Una politichina valdostana in decadenza continua, alle prese con trasversali imbarazzi dovuti alle inchieste in corso da parte della magistratura, ha considerato la votazione dell'ex ministro e già presidente della Corte Costituzionale, Giovanni Maria Flick, Ami de la Vallée d'Aoste, alla stregua di un regolamento di conti all'interno del Consiglio regionale. Pensare che il nome di una così alta personalità sia stato di fatto 'bruciato' da chi in Consiglio Valle è stato catapultato più per grazia ricevuta che per meriti effettivi, arrivando addirittura a scrivere 'Pino America' nel corso della votazione a scrutinio segreto (con tutto il rispetto per l'eclettico Pino America, ovviamente), la dice assai lunga sullo stato di salute delle istituzioni valdostane, evidentemente più impegnate a gestire il grande gioco di ruolo della politica di palazzo che a dare pronta operatività all'organismo centrale per l'attuazione dello Statuto speciale.

L'Ami de la Vallée d'Aoste tradito, Giovanni Maria Flick, declinando l'invito a fare parte della Commissione Paritetica con gentilezza ed eleganza, nonostante la situazione imbarazzante venutasi a creare, non certo per colpa sua, ha dato una sonora lezione alla politichina valdostana, dimostrando ai 35 consiglieri regionali di place Deffeyes, nessuno escluso, che la classe non è acqua. Perché se è vero che la minoranza non può utilizzare una personalità come Giovanni Maria Flick per fare opposizione, a maggior ragione dopo essere stata totalmente silente sulle diverse inchieste giudiziarie che stanno pesantemente investendo la politica regionale, è altrettanto vero che la maggioranza che ha proposto tale nominativo di alto profilo, avrebbero dovuto prima lavorare affinché tale nomina fosse il più condivisa possibile. E' l'ABC della politica.

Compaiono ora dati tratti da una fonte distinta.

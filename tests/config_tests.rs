use std::path::PathBuf;
use std::time::Duration;

use picframe::config::{Configuration, FitMode};
use picframe::rules::PathStatus;

#[test]
fn parse_minimal_kebab_case_config() {
    let yaml = r#"
library-root: "/photos"
"#;
    let cfg: Configuration = serde_yaml::from_str(yaml).unwrap();
    assert_eq!(cfg.library_root, PathBuf::from("/photos"));
    assert!(cfg.shuffle);
    assert_eq!(cfg.ring_size, 8);
    assert_eq!(cfg.decode_workers, 1);
    assert_eq!(cfg.slide_delay, Duration::from_secs(10));
    assert_eq!(cfg.fade_duration, Duration::from_secs(3));
    assert_eq!(cfg.frames_per_second, 20);
    assert_eq!(cfg.fit, FitMode::Fit);
    assert_eq!(cfg.reshuffle_after_passes, 5);
    cfg.validate().unwrap();
}

#[test]
fn parse_humantime_durations() {
    let yaml = r#"
library-root: "/photos"
slide-delay: 1500ms
fade-duration: 2s
"#;
    let cfg: Configuration = serde_yaml::from_str(yaml).unwrap();
    assert_eq!(cfg.slide_delay, Duration::from_millis(1500));
    assert_eq!(cfg.fade_duration, Duration::from_secs(2));
}

#[test]
fn parse_fit_mode_and_workers() {
    let yaml = r#"
library-root: "/photos"
fit: fill
decode-workers: 4
frames-per-second: 30
"#;
    let cfg: Configuration = serde_yaml::from_str(yaml).unwrap();
    assert_eq!(cfg.fit, FitMode::Fill);
    assert_eq!(cfg.decode_workers, 4);
    assert!((cfg.tick().as_secs_f64() - 1.0 / 30.0).abs() < 1e-9);
}

#[test]
fn parse_rule_overrides() {
    let yaml = r#"
library-root: "/photos"
rules:
  include-files: ['.*\.png$']
  exclude-dirs: ['private']
"#;
    let cfg: Configuration = serde_yaml::from_str(yaml).unwrap();
    let rules = cfg.rules.compile().unwrap();
    assert_eq!(rules.files.classify("a.png"), PathStatus::Include);
    assert_eq!(rules.files.classify("a.jpg"), PathStatus::Skip);
    assert_eq!(rules.dirs.classify("private stuff"), PathStatus::Exclude);
    // Untouched axes keep their defaults.
    assert_eq!(rules.dirs.classify("2020"), PathStatus::Include);
}

#[test]
fn reject_unknown_fields() {
    let yaml = r#"
library-root: "/photos"
frame-rate: 20
"#;
    assert!(serde_yaml::from_str::<Configuration>(yaml).is_err());
}

#[test]
fn missing_library_root_is_an_error() {
    assert!(serde_yaml::from_str::<Configuration>("shuffle: false").is_err());
}

#[test]
fn validate_rejects_degenerate_settings() {
    let mut cfg: Configuration = serde_yaml::from_str("library-root: /p").unwrap();
    cfg.ring_size = 1;
    assert!(cfg.validate().is_err());

    let mut cfg: Configuration = serde_yaml::from_str("library-root: /p").unwrap();
    cfg.decode_workers = 0;
    assert!(cfg.validate().is_err());

    let mut cfg: Configuration = serde_yaml::from_str("library-root: /p").unwrap();
    cfg.frames_per_second = 0;
    assert!(cfg.validate().is_err());

    let mut cfg: Configuration = serde_yaml::from_str("library-root: /p").unwrap();
    cfg.reshuffle_after_passes = 0;
    assert!(cfg.validate().is_err());
}

#[test]
fn validate_rejects_bad_rule_pattern() {
    let yaml = r#"
library-root: "/photos"
rules:
  include-files: ['(unclosed']
"#;
    let cfg: Configuration = serde_yaml::from_str(yaml).unwrap();
    assert!(cfg.validate().is_err());
}

#[test]
fn from_yaml_file_round_trip() {
    let tmp = tempfile::tempdir().unwrap();
    let path = tmp.path().join("config.yaml");
    std::fs::write(&path, "library-root: /photos\nslide-delay: 5s\n").unwrap();
    let cfg = picframe::config::from_yaml_file(&path).unwrap();
    assert_eq!(cfg.slide_delay, Duration::from_secs(5));

    let missing = tmp.path().join("nope.yaml");
    assert!(picframe::config::from_yaml_file(&missing).is_err());
}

In sostanza, è l'intero Consiglio regionale ad avere fatto una magrissima figura (per non definirla in altro modo...) con il passo indietro di Giovanni Maria Flick. E intanto lo Stato aspetta ancora che la Regione adempia ai suoi impegni, divenuti ora di più difficile soluzione, visto che c'è da scommettere che colui che verrà ora contattato per sostituire Flick, ci penserà almeno due volte prima di correre il rischio di venire a sua volta 'bruciato' per l'incapacità della politichina valdostana di sapere elevarsi a guida autorevole delle istituzioni locali. Alla faccia dell'Autonomia.